Problem details |
For this exercise, reproduce the entries below exactly, but only from the line containing "self.inputs.insert(key.into(), value.into());" through the line containing "let mut masker = SecretMasker::new();", both included.

=== Section Start ===

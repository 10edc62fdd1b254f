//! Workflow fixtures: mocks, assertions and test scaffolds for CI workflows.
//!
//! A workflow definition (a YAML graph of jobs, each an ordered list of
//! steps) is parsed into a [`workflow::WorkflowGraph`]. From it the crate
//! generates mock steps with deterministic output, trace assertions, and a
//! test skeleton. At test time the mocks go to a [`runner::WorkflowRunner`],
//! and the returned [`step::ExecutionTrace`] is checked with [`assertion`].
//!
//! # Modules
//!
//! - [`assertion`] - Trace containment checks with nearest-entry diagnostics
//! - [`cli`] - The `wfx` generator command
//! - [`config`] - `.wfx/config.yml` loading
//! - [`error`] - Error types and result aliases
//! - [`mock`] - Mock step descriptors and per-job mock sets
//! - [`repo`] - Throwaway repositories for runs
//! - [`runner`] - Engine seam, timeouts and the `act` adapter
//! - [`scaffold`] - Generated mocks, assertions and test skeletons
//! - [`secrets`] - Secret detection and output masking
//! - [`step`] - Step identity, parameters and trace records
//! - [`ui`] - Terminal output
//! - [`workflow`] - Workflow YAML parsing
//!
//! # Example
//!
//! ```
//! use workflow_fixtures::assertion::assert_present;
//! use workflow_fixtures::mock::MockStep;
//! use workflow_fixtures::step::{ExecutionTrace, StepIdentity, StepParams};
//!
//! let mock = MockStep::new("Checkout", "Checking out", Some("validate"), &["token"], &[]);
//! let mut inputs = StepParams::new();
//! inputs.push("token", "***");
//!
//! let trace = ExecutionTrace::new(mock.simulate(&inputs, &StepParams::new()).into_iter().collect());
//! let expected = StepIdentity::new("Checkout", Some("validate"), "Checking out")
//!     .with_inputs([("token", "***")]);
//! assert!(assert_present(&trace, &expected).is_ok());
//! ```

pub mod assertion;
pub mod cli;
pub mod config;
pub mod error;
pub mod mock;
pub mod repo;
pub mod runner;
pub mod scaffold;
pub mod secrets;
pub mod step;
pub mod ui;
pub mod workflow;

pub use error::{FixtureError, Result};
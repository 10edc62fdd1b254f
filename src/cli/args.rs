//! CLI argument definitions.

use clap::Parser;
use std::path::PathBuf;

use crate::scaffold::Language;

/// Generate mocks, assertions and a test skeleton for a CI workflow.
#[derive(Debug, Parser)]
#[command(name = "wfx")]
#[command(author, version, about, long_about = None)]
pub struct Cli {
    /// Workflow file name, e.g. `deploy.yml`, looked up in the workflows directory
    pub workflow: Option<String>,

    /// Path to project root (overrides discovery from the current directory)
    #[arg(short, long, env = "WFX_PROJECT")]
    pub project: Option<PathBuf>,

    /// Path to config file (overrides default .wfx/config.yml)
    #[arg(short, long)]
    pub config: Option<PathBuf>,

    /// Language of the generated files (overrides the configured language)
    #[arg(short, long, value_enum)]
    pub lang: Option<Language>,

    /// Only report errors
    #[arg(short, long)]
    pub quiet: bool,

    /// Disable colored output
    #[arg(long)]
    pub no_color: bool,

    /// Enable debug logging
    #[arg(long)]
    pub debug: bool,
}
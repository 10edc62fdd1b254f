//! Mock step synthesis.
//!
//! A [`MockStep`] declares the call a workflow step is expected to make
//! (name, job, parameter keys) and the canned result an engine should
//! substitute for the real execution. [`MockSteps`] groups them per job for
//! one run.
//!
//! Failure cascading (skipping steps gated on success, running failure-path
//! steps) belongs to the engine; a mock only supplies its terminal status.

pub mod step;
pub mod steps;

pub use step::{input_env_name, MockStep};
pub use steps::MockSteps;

=== Section End ===
=== Section Start ===

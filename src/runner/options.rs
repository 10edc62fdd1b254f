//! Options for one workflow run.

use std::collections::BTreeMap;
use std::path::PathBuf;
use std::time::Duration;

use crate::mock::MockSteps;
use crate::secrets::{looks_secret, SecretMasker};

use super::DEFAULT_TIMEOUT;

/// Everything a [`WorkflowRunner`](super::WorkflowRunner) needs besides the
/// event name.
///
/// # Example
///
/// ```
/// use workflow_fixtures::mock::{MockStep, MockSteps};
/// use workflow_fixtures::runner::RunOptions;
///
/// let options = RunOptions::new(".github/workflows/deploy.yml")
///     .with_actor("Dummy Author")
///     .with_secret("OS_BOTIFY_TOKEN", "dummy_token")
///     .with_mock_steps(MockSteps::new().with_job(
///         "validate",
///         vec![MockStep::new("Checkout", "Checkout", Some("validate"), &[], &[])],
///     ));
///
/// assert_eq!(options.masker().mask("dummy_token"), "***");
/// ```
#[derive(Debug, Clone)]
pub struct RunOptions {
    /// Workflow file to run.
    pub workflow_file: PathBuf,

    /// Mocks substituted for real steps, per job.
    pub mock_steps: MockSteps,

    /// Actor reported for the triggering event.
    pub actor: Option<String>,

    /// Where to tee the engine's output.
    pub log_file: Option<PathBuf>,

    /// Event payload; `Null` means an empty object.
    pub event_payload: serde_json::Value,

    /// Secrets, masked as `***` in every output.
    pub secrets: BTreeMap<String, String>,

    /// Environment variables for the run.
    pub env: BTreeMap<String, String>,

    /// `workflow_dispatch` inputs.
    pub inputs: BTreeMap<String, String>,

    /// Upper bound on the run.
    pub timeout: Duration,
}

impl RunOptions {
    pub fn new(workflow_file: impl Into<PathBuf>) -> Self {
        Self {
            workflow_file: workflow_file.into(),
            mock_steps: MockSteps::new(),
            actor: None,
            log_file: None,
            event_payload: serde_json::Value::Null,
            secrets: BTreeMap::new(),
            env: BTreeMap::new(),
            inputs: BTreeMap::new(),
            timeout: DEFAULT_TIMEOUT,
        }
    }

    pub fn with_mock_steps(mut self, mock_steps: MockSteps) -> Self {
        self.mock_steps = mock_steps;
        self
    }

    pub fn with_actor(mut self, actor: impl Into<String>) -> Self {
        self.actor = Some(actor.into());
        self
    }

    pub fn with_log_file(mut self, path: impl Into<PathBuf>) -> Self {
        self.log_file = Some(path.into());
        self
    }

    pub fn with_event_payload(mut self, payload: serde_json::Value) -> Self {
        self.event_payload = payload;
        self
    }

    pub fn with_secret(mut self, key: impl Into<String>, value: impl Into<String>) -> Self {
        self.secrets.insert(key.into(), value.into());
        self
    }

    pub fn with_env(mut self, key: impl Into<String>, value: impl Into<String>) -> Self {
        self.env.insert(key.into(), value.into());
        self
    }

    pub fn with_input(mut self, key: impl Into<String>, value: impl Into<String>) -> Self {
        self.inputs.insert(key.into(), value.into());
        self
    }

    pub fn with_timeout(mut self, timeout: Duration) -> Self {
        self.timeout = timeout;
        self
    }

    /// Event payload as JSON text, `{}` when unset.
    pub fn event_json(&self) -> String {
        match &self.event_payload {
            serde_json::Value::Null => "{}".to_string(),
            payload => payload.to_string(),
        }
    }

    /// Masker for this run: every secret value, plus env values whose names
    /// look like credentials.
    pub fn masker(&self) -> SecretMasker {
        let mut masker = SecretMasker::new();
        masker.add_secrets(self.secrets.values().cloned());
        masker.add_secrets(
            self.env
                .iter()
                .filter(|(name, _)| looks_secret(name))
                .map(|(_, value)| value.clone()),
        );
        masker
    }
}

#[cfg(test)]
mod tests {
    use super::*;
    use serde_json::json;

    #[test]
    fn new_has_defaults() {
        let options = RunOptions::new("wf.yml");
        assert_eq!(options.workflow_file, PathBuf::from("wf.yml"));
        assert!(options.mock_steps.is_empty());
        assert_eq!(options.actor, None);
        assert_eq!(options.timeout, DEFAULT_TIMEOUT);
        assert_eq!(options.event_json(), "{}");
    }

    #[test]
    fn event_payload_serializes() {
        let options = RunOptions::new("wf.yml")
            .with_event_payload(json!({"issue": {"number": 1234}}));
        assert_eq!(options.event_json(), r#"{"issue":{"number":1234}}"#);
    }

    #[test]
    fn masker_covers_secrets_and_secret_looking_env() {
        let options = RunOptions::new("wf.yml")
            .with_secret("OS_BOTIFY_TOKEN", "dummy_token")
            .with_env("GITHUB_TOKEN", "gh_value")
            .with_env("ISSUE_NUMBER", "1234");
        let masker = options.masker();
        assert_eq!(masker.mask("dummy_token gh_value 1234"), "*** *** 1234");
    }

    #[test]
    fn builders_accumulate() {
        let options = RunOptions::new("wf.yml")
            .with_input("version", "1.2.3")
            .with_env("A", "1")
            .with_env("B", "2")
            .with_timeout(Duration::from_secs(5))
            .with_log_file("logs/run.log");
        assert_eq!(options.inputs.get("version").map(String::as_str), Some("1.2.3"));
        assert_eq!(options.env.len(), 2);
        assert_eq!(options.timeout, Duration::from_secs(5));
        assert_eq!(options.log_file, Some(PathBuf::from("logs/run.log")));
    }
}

=== Section End ===

Answer section |
        self.inputs.insert(key.into(), value.into());
        self
    }

    pub fn with_timeout(mut self, timeout: Duration) -> Self {
        self.timeout = timeout;
        self
    }

    /// Event payload as JSON text, `{}` when unset.
    pub fn event_json(&self) -> String {
        match &self.event_payload {
            serde_json::Value::Null => "{}".to_string(),
            payload => payload.to_string(),
        }
    }

    /// Masker for this run: every secret value, plus env values whose names
    /// look like credentials.
    pub fn masker(&self) -> SecretMasker {
        let mut masker = SecretMasker::new();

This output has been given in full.